Resident Array on GPU

Prerequisites

To get the most out of this lab, you should already be able to:

Write, compile, and run C# programs that both call CPU functions and launch GPU kernels.
Control parallel thread hierarchy using execution configuration.
Have some notions on mathematics

Conjugate Gradient Method

In mathematics, the conjugate gradient method is an algorithm for the numerical solution of particular systems of linear equations, namely those whose matrix is symmetric and positive-definite. The conjugate gradient method is often implemented as an iterative algorithm, applicable to sparse systems that are too large to be handled by a direct implementation or other direct methods such as the Cholesky decomposition. Large sparse systems often arise when numerically solving partial differential equations or optimization problems.

Working Set

In this lab, we will be processing the conjugate gradient method on a lapacian 1D Matrix with a size of 1000000 by 1000000 because this is a symmetric and positive-definite matrix.

This is a sparse Matrix, then we use the compressed sparse row format to use this matrix. The CSR format stores a sparse m × n matrix in row form using three (one-dimensional) arrays.

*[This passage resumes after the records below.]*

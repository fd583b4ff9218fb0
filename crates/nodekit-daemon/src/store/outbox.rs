//! Event outbox: durable FIFO queue of branding-display events.
//!
//! `pending` returns uploaded=false rows in ascending id order so delivery
//! preserves call chronology; `mark_uploaded` is idempotent so a retried
//! delivery after a partial failure (network ok, local mark failed) cannot
//! corrupt state.

use std::sync::Arc;

use nodekit_core::model::{EventOutcome, NewOutboxEvent, OutboxEvent};
use rusqlite::{Row, params};
use tracing::{debug, info};

use super::{SharedConnection, StoreError, lock_conn};

/// Durable queue of branding-display events awaiting upload.
pub struct EventOutbox {
    conn: SharedConnection,
}

impl EventOutbox {
    /// Creates the outbox over an opened database.
    #[must_use]
    pub const fn new(conn: SharedConnection) -> Self {
        Self { conn }
    }

    /// Appends one event and returns its assigned id.
    ///
    /// The id is assigned by SQLite's autoincrement and is immutable from
    /// then on.
    ///
    /// # Errors
    ///
    /// Returns [`StoreError`] on write failure. Callers on the real-time
    /// path must swallow this error (fail-open); background callers
    /// propagate it.
    pub fn append(&self, event: &NewOutboxEvent) -> Result<i64, StoreError> {
        let guard = lock_conn(&self.conn)?;
        guard.execute(
            "INSERT INTO events
             (phoneE164, outcome, surface, displayedAtEpochMs, idempotencyKey,
              metaJson, createdAtEpochMs, uploaded, attempts, lastError)
             VALUES (?1, ?2, ?3, ?4, ?5, ?6, ?7, 0, 0, NULL)",
            params![
                event.phone_e164,
                event.outcome.as_str(),
                event.surface,
                event.displayed_at_epoch_ms,
                event.idempotency_key,
                event.meta_json,
                event.created_at_epoch_ms,
            ],
        )?;
        let id = guard.last_insert_rowid();
        debug!(id, outcome = %event.outcome, "Appended outbox event");
        Ok(id)
    }

    /// Marks an event uploaded. Idempotent: marking an already-uploaded
    /// event changes nothing.
    ///
    /// # Errors
    ///
    /// Returns [`StoreError`] on write failure.
    pub fn mark_uploaded(&self, id: i64) -> Result<(), StoreError> {
        let guard = lock_conn(&self.conn)?;
        guard.execute("UPDATE events SET uploaded = 1 WHERE id = ?1", params![id])?;
        Ok(())
    }

    /// Records a failed delivery attempt: increments `attempts` and stores
    /// the error text. Never touches the uploaded flag.
    ///
    /// # Errors
    ///
    /// Returns [`StoreError`] on write failure.
    pub fn record_failure(&self, id: i64, error: &str) -> Result<(), StoreError> {
        let guard = lock_conn(&self.conn)?;
        guard.execute(
            "UPDATE events SET attempts = attempts + 1, lastError = ?2 WHERE id = ?1",
            params![id, error],
        )?;
        Ok(())
    }

    /// Returns up to `limit` pending events in FIFO order (ascending id).
    ///
    /// # Errors
    ///
    /// Returns [`StoreError`] on read failure or a corrupt outcome column.
    #[allow(clippy::cast_possible_wrap)]
    pub fn pending(&self, limit: usize) -> Result<Vec<OutboxEvent>, StoreError> {
        let guard = lock_conn(&self.conn)?;
        let mut stmt = guard.prepare(
            "SELECT id, phoneE164, outcome, surface, displayedAtEpochMs,
                    idempotencyKey, metaJson, createdAtEpochMs, uploaded,
                    attempts, lastError
             FROM events
             WHERE uploaded = 0
             ORDER BY id ASC
             LIMIT ?1",
        )?;
        let rows = stmt.query_map(params![limit as i64], row_to_event)?;
        let mut events = Vec::new();
        for row in rows {
            events.push(row??);
        }
        Ok(events)
    }

    /// Number of pending (uploaded=false) events.
    ///
    /// # Errors
    ///
    /// Returns [`StoreError`] on read failure.
    #[allow(clippy::cast_sign_loss)]
    pub fn count_pending(&self) -> Result<usize, StoreError> {
        let guard = lock_conn(&self.conn)?;
        let count: i64 = guard.query_row(
            "SELECT COUNT(*) FROM events WHERE uploaded = 0",
            [],
            |row| row.get(0),
        )?;
        Ok(count as usize)
    }

    /// Deletes exactly the events with uploaded=true and a creation time
    /// before `cutoff_ms`; returns the count removed. Pending events are
    /// never touched.
    ///
    /// # Errors
    ///
    /// Returns [`StoreError`] on write failure.
    pub fn delete_uploaded_older_than(&self, cutoff_ms: i64) -> Result<usize, StoreError> {
        let guard = lock_conn(&self.conn)?;
        let deleted = guard.execute(
            "DELETE FROM events WHERE uploaded = 1 AND createdAtEpochMs < ?1",
            params![cutoff_ms],
        )?;
        if deleted > 0 {
            info!(deleted, cutoff_ms, "Pruned uploaded outbox events");
        }
        Ok(deleted)
    }

    /// Async wrapper for [`Self::pending`] using `spawn_blocking`.
    ///
    /// # Errors
    ///
    /// Returns [`StoreError`] on read failure or if the blocking task is
    /// cancelled.
    pub async fn pending_async(
        self: &Arc<Self>,
        limit: usize,
    ) -> Result<Vec<OutboxEvent>, StoreError> {
        let outbox = Arc::clone(self);
        tokio::task::spawn_blocking(move || outbox.pending(limit))
            .await
            .map_err(|e| StoreError::Database(format!("spawn_blocking failed: {e}")))?
    }

    /// Async wrapper for [`Self::delete_uploaded_older_than`] using
    /// `spawn_blocking`.
    ///
    /// # Errors
    ///
    /// Returns [`StoreError`] on write failure or if the blocking task is
    /// cancelled.
    pub async fn delete_uploaded_older_than_async(
        self: &Arc<Self>,
        cutoff_ms: i64,
    ) -> Result<usize, StoreError> {
        let outbox = Arc::clone(self);
        tokio::task::spawn_blocking(move || outbox.delete_uploaded_older_than(cutoff_ms))
            .await
            .map_err(|e| StoreError::Database(format!("spawn_blocking failed: {e}")))?
    }
}

fn row_to_event(row: &Row<'_>) -> rusqlite::Result<Result<OutboxEvent, StoreError>> {
    let outcome_raw: String = row.get(2)?;
    let outcome = match EventOutcome::parse(&outcome_raw) {
        Ok(outcome) => outcome,
        Err(e) => return Ok(Err(StoreError::CorruptRow(e.to_string()))),
    };
    let uploaded: i64 = row.get(8)?;
    let attempts: i64 = row.get(9)?;
    #[allow(clippy::cast_sign_loss, clippy::cast_possible_truncation)]
    Ok(Ok(OutboxEvent {
        id: row.get(0)?,
        phone_e164: row.get(1)?,
        outcome,
        surface: row.get(3)?,
        displayed_at_epoch_ms: row.get(4)?,
        idempotency_key: row.get(5)?,
        meta_json: row.get(6)?,
        created_at_epoch_ms: row.get(7)?,
        uploaded: uploaded != 0,
        attempts: attempts.max(0) as u32,
        last_error: row.get(10)?,
    }))
}

impl std::fmt::Debug for EventOutbox {
    fn fmt(&self, f: &mut std::fmt::Formatter<'_>) -> std::fmt::Result {
        f.debug_struct("EventOutbox")
            .field("pending", &self.count_pending().unwrap_or(0))
            .finish_non_exhaustive()
    }
}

The first array (data) is of length number of non zero holds all the non zero entry of the matrix.
The second (rows) is of length number of row + 1 stores the number of non zero entry at the row -1.
The third (indices) is of length number of non zero stores the index of each non zero number in the first array.

Naive implementation

The first implementation is without parallelism, for that we use a sparse matrix class SparsematrixNaive and the main program 01-naive.cs, this is already working and compute the conjugate gradient method.



In [ ]:

    
!hybridizer-cuda ./01-Naive/01-naive.cs ./Common_Files/SparseMatrixNaive.cs -o ./01-Naive/naive.exe -run

Parallelism

Now we can distributing the work on each CPU Thread, for this make use of Parallel.For and ParallelEnumerable with the method Range(Int32, Int32) and Sum(Funct<Int32>) like : ParallelEnumerable.Range(begin, end).Sum(i => compute) when you have to use an atomic add.

Modify 01-parallelism.cs to make the use of parallelism.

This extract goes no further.